I’m just going to list some of the plays that really hit the sweet spot between ’76 and ’85…I’m bypassing a few but here we go regardless:
Peter Shaffer‘s Equus, which I saw in London in the early summer of ’76. The great Colin Blakely was magnificent in the lead role of psychiatrist Martin Dysart (and better, I have to say, than Richard Burton was in the Sidney Lumet film version). I saw Anthony Perkins play the role in a B’way production of Equus in ’77, and I’m sorry to say that he underwhelmed.
A Broadway production of David Mamet‘s American Buffalo in early ’77. Directed by Ulu Grosbard with Robert Duvall, Kenneth McMillan and John Savage costarring. Four years later I saw it again (twice) at the Circle in the Square with Al Pacino as Teach. Pacino wasn’t a robot — he played certain lines and scenes a bit differently at times…experimentally, if you will. I was in heaven.
A little more than five years ago I posted a story about a minor Manhattan betrayal between two fellows (i.e., myself and a cartoonist-illustrator friend). It happened sometime in early ’80, give or take. The story alludes to a universally accepted code of behavior among guys worldwide, and a certain kind of deviance that is not accepted.
What follows isn’t so much a repost of the article (“Harold Pinter’s Betrayal“) as a reaction from an old friend to the piece, and a back-and-forth that resulted.

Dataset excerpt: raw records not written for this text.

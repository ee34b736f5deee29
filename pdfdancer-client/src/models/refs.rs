//! References to objects that already exist on the server.

use serde::ser::{SerializeStruct, Serializer};
use serde::Serialize;
use strum::{Display, EnumString};

use super::geometry::Position;
use crate::error::{PdfDancerError, PdfDancerResult};

/// Server object type discriminator used in refs, requests and snapshots
#[derive(Debug, Clone, Copy, PartialEq, Eq, Hash, EnumString, Display, Serialize)]
#[strum(serialize_all = "SCREAMING_SNAKE_CASE")]
#[serde(rename_all = "SCREAMING_SNAKE_CASE")]
pub enum ObjectType {
    Page,
    Paragraph,
    TextLine,
    Image,
    Path,
    #[strum(serialize = "FORM_X_OBJECT")]
    #[serde(rename = "FORM_X_OBJECT")]
    FormXObject,
    FormField,
    TextField,
    CheckBox,
    RadioButton,
    Button,
    Dropdown,
}

impl ObjectType {
    /// Parse a server type string. Servers emit both `CHECKBOX` and `CHECK_BOX`,
    /// and `FORM` for form XObjects.
    pub fn from_wire(value: &str) -> Option<Self> {
        match value {
            "CHECKBOX" => Some(ObjectType::CheckBox),
            "FORM" => Some(ObjectType::FormXObject),
            other => other.parse().ok(),
        }
    }

    /// Type string the server expects in request payloads
    pub fn wire_name(&self) -> String {
        match self {
            ObjectType::CheckBox => "CHECKBOX".to_string(),
            other => other.to_string(),
        }
    }

    pub fn is_text(&self) -> bool {
        matches!(self, ObjectType::Paragraph | ObjectType::TextLine)
    }

    /// Form field and its concrete subtypes
    pub fn is_form_field(&self) -> bool {
        matches!(
            self,
            ObjectType::FormField
                | ObjectType::TextField
                | ObjectType::CheckBox
                | ObjectType::RadioButton
        )
    }

    /// Whether an element of this type satisfies a query for `requested`.
    /// `FORM_FIELD` is a supertype of the concrete field types.
    pub fn satisfies(&self, requested: ObjectType) -> bool {
        if requested == ObjectType::FormField {
            self.is_form_field()
        } else {
            *self == requested
        }
    }
}

/// Identifies a single object known to the server
#[derive(Debug, Clone, PartialEq)]
pub struct ObjectRef {
    pub internal_id: String,
    pub position: Position,
    pub object_type: ObjectType,
}

impl ObjectRef {
    pub fn new(internal_id: impl Into<String>, position: Position, object_type: ObjectType) -> Self {
        Self {
            internal_id: internal_id.into(),
            position,
            object_type,
        }
    }

    pub fn page_index(&self) -> Option<usize> {
        self.position.page_index
    }

    pub(crate) fn validate(&self) -> PdfDancerResult<()> {
        if self.internal_id.trim().is_empty() {
            return Err(PdfDancerError::validation(
                "Object reference internal id cannot be empty",
            ));
        }
        Ok(())
    }
}

impl AsRef<ObjectRef> for ObjectRef {
    fn as_ref(&self) -> &ObjectRef {
        self
    }
}

impl Serialize for ObjectRef {
    fn serialize<S: Serializer>(&self, serializer: S) -> Result<S::Ok, S::Error> {
        let mut state = serializer.serialize_struct("ObjectRef", 3)?;
        state.serialize_field("internalId", &self.internal_id)?;
        state.serialize_field("position", &self.position)?;
        state.serialize_field("type", &self.object_type.wire_name())?;
        state.end()
    }
}

/// RGBA color, 0-255 per component
#[derive(Debug, Clone, Copy, PartialEq, Eq, Serialize)]
pub struct Color {
    #[serde(rename = "red")]
    pub r: u8,
    #[serde(rename = "green")]
    pub g: u8,
    #[serde(rename = "blue")]
    pub b: u8,
    #[serde(rename = "alpha")]
    pub a: u8,
}

impl Color {
    pub const BLACK: Color = Color::rgb(0, 0, 0);

    pub const fn rgb(r: u8, g: u8, b: u8) -> Self {
        Self { r, g, b, a: 255 }
    }

    pub const fn rgba(r: u8, g: u8, b: u8, a: u8) -> Self {
        Self { r, g, b, a }
    }
}

/// Font classification reported by the server
#[derive(Debug, Clone, Copy, PartialEq, Eq, Hash, EnumString, Display, Serialize)]
#[strum(serialize_all = "SCREAMING_SNAKE_CASE")]
#[serde(rename_all = "SCREAMING_SNAKE_CASE")]
pub enum FontType {
    System,
    Standard,
    Embedded,
    Unknown,
}

/// Font suggested by the server, with a similarity score
#[derive(Debug, Clone, PartialEq)]
pub struct FontRecommendation {
    pub font_name: String,
    pub font_type: FontType,
    pub similarity_score: f64,
}

/// Status of a text object
#[derive(Debug, Clone, PartialEq)]
pub struct TextStatus {
    pub modified: bool,
    pub encodable: bool,
    pub font_type: FontType,
    pub font_recommendation: Option<FontRecommendation>,
}

/// Paragraph or text line, with its constituent lines as children
#[derive(Debug, Clone, PartialEq)]
pub struct TextObjectRef {
    pub object_ref: ObjectRef,
    pub text: Option<String>,
    pub font_name: Option<String>,
    pub font_size: Option<f64>,
    /// Only present for multi-line paragraphs
    pub line_spacings: Option<Vec<f64>>,
    pub color: Option<Color>,
    pub status: Option<TextStatus>,
    pub children: Vec<TextObjectRef>,
}

impl TextObjectRef {
    pub fn new(object_ref: ObjectRef) -> Self {
        Self {
            object_ref,
            text: None,
            font_name: None,
            font_size: None,
            line_spacings: None,
            color: None,
            status: None,
            children: Vec::new(),
        }
    }

    pub fn internal_id(&self) -> &str {
        &self.object_ref.internal_id
    }

    pub fn object_type(&self) -> ObjectType {
        self.object_ref.object_type
    }

    pub fn text(&self) -> Option<&str> {
        self.text.as_deref()
    }
}

impl AsRef<ObjectRef> for TextObjectRef {
    fn as_ref(&self) -> &ObjectRef {
        &self.object_ref
    }
}

/// Interactive form field with its name and current value
#[derive(Debug, Clone, PartialEq)]
pub struct FormFieldRef {
    pub object_ref: ObjectRef,
    pub name: Option<String>,
    /// None for unset fields
    pub value: Option<String>,
}

impl FormFieldRef {
    pub fn internal_id(&self) -> &str {
        &self.object_ref.internal_id
    }

    pub fn object_type(&self) -> ObjectType {
        self.object_ref.object_type
    }

    pub fn name(&self) -> Option<&str> {
        self.name.as_deref()
    }
}

impl AsRef<ObjectRef> for FormFieldRef {
    fn as_ref(&self) -> &ObjectRef {
        &self.object_ref
    }
}

/// Page orientation. Unrecognized server values are kept verbatim.
#[derive(Debug, Clone, PartialEq, Eq)]
pub enum Orientation {
    Portrait,
    Landscape,
    Other(String),
}

impl Orientation {
    pub fn parse(value: &str) -> Self {
        let normalized = value.trim().to_uppercase();
        match normalized.as_str() {
            "PORTRAIT" => Orientation::Portrait,
            "LANDSCAPE" => Orientation::Landscape,
            _ => Orientation::Other(normalized),
        }
    }

    pub fn as_str(&self) -> &str {
        match self {
            Orientation::Portrait => "PORTRAIT",
            Orientation::Landscape => "LANDSCAPE",
            Orientation::Other(value) => value,
        }
    }
}

impl Serialize for Orientation {
    fn serialize<S: Serializer>(&self, serializer: S) -> Result<S::Ok, S::Error> {
        serializer.serialize_str(self.as_str())
    }
}

const STANDARD_PAGE_SIZES: &[(&str, f64, f64)] = &[
    ("A3", 842.0, 1191.0),
    ("A4", 595.0, 842.0),
    ("A5", 420.0, 595.0),
    ("LEGAL", 612.0, 1008.0),
    ("LETTER", 612.0, 792.0),
    ("TABLOID", 792.0, 1224.0),
];

/// Page dimensions in points, optionally carrying a standard name
#[derive(Debug, Clone, PartialEq, Serialize)]
pub struct PageSize {
    #[serde(skip_serializing_if = "Option::is_none")]
    pub name: Option<String>,
    pub width: f64,
    pub height: f64,
}

impl PageSize {
    /// Look up a standard size by name (case-insensitive)
    pub fn standard(name: &str) -> PdfDancerResult<Self> {
        let normalized = name.trim().to_uppercase();
        STANDARD_PAGE_SIZES
            .iter()
            .find(|(known, _, _)| *known == normalized)
            .map(|(known, width, height)| Self {
                name: Some(known.to_string()),
                width: *width,
                height: *height,
            })
            .ok_or_else(|| PdfDancerError::validation(format!("Unknown page size name: {}", name)))
    }

    pub fn custom(width: f64, height: f64) -> PdfDancerResult<Self> {
        Self::named(None, width, height)
    }

    pub(crate) fn named(name: Option<&str>, width: f64, height: f64) -> PdfDancerResult<Self> {
        if !(width > 0.0 && height > 0.0) {
            return Err(PdfDancerError::validation(
                "Page width and height must be positive values",
            ));
        }
        let name = name
            .map(|n| n.trim().to_uppercase())
            .filter(|n| !n.is_empty());
        Ok(Self {
            name,
            width,
            height,
        })
    }

    pub fn standard_names() -> Vec<&'static str> {
        STANDARD_PAGE_SIZES.iter().map(|(name, _, _)| *name).collect()
    }
}

/// Page reference with size and orientation metadata
#[derive(Debug, Clone, PartialEq)]
pub struct PageRef {
    pub object_ref: ObjectRef,
    pub page_size: Option<PageSize>,
    pub orientation: Option<Orientation>,
}

impl PageRef {
    pub fn page_index(&self) -> Option<usize> {
        self.object_ref.page_index()
    }

    pub fn internal_id(&self) -> &str {
        &self.object_ref.internal_id
    }
}

impl AsRef<ObjectRef> for PageRef {
    fn as_ref(&self) -> &ObjectRef {
        &self.object_ref
    }
}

Posted on 6.12.16: Never rat another guy out when it comes to women. To put it more formally, one of the most paramount ethical codes between adult males is that you can never spill the beans on a friend or acquaintance if his girlfriend or wife asks you to reveal the truth about whatever (i.e., usually his deep-down feelings or some past behavior that has come under question).
Determining the factual or emotional truth of things is something that only a couple can sort out for themselves. It’s not yours to get involved. If a guy is lying to his girlfriend or wife about some indiscretion or affair or saying anything out of earshot that might get him in trouble, it’s none of your damn business and you’re obliged to say nothing. Omerta.
The truth will out sooner or later, but even if it doesn’t guys are absolutely honor-bound to protect each other. I’ve never run into a single fellow in my life who would even think of questioning this.
Except for one. He was a cartoonist-illustrator, and his betrayal happened in early ’80 or thereabouts. I’ll call him Saul. We’d met each other in ’79 by way of a fetching lady writer we both felt for and admired (I was the new boyfriend and he was an ex), and then we got to be actual friends.
At some point in the middle of ’80 (i.e., after I’d been dumped by the writer) I began a mild flirtation with an iconoclastic female cartoonist whom Saul also knew. Let’s call her Caroline. She was a respected, highly gifted artist and pretty besides.
By coincidence she and I realized one day over the phone that we had booked seats on the exact same flight to Los Angeles. A day or two later I mentioned to Saul that I’d love to indulge in a mile-high club thing with Caroline. It was just a fantasy, a wisp of a notion that came to mind and that I gave voice to. The anecdotal equivalent of a paper airplane.